GABA‐Mimetic Activity and Effects on Diazepam Binding of Aminosulphonic Acids Structurally Related to Piperidine‐4‐Sulphonic Acid

The relationship between structure, in vivo activity, and in vitro activity of some analogues of the γ‐aminobutyric acid (GABA) agonist piperidine‐4‐sulphonic acid (P4S) was studied. The syntheses of 1,2,3,6‐tetrahydropyridine‐4‐sulphonic acid (DH‐P4S) and ( RS )‐pyrrolidin‐3‐yl‐methanesulphonamide (PMSA‐amide) are described. Like P4S, its unsaturated analogue DH‐P4S and the five‐ring isomer ( RS )‐pyrrolidin‐3‐yl‐methanesulphonic acid (PMSA) were bicuculline methochloride (BMC)‐sensitive inhibitors of the firing of neurones in the cat spinal cord. Whereas isonipecotic acid was less potent than its unsaturated analogue isoguvacine as a GABA‐mimetic and as an inhibitor of GABA binding, the opposite relative potencies of P4S and DH‐P4S were observed, P4S being proportionally more potent than DH‐P4S. In contrast with P4S and DH‐P4S, PMSA, which is an analogue of the potent GABA uptake inhibitor and BMC‐sensitive GABA‐mimetic homo‐β‐proline, was a relatively weak inhibitor of GABA uptake in vitro. PMSA‐amide was more than two orders of magnitude weaker than PMSA as an inhibitor of GABA binding and did not significantly affect GABA uptake in vitro.
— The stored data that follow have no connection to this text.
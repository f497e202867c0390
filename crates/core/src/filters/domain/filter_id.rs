use std::str::FromStr;

use thiserror::Error;

/// Closed set of overlay filters.
///
/// Declaration order is the draw order: when several filters are active on a
/// face, later ones are painted over earlier ones.
#[derive(Debug, Clone, Copy, PartialEq, Eq, PartialOrd, Ord, Hash)]
pub enum FilterId {
    Sunglasses,
    Mustache,
    ClownNose,
    Pixelate,
    Rainbow,
    None,
}

impl FilterId {
    pub const ALL: &[FilterId] = &[
        FilterId::Sunglasses,
        FilterId::Mustache,
        FilterId::ClownNose,
        FilterId::Pixelate,
        FilterId::Rainbow,
        FilterId::None,
    ];

    /// Kebab-case name used on the command line.
    pub fn name(self) -> &'static str {
        match self {
            FilterId::Sunglasses => "sunglasses",
            FilterId::Mustache => "mustache",
            FilterId::ClownNose => "clown-nose",
            FilterId::Pixelate => "pixelate",
            FilterId::Rainbow => "rainbow",
            FilterId::None => "none",
        }
    }
}

impl std::fmt::Display for FilterId {
    fn fmt(&self, f: &mut std::fmt::Formatter<'_>) -> std::fmt::Result {
        write!(f, "{}", self.name())
    }
}

#[derive(Error, Debug, Clone, PartialEq, Eq)]
#[error("unknown filter '{0}' (expected one of: sunglasses, mustache, clown-nose, pixelate, rainbow, none)")]
pub struct UnknownFilter(pub String);

impl FromStr for FilterId {
    type Err = UnknownFilter;

    /// Accepts kebab, snake and camel case (`clown-nose`, `clown_nose`,
    /// `clownNose`).
    fn from_str(s: &str) -> Result<Self, Self::Err> {
        let normalized: String = s
            .trim()
            .chars()
            .filter(|c| *c != '-' && *c != '_')
            .flat_map(char::to_lowercase)
            .collect();
        FilterId::ALL
            .iter()
            .copied()
            .find(|id| id.name().replace('-', "") == normalized)
            .ok_or_else(|| UnknownFilter(s.to_string()))
    }
}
The effects of 3‐aminopropanesulphonic acid (3‐APS), PMSA, P4S, and DH‐P4S on the binding of [ 3 H]diazepam in vitro at 30°C, in the presence or absence of chloride ions, were studied and compared with those of the structurally related amino acids GABA, homo‐β‐proline, isonipecotic acid, and isoguvacine. Under these conditions the aminosulphonic acids were weaker than the respective amino acids in enhancing [ 3 H]diazepam binding, the difference being more pronounced in the absence of chloride.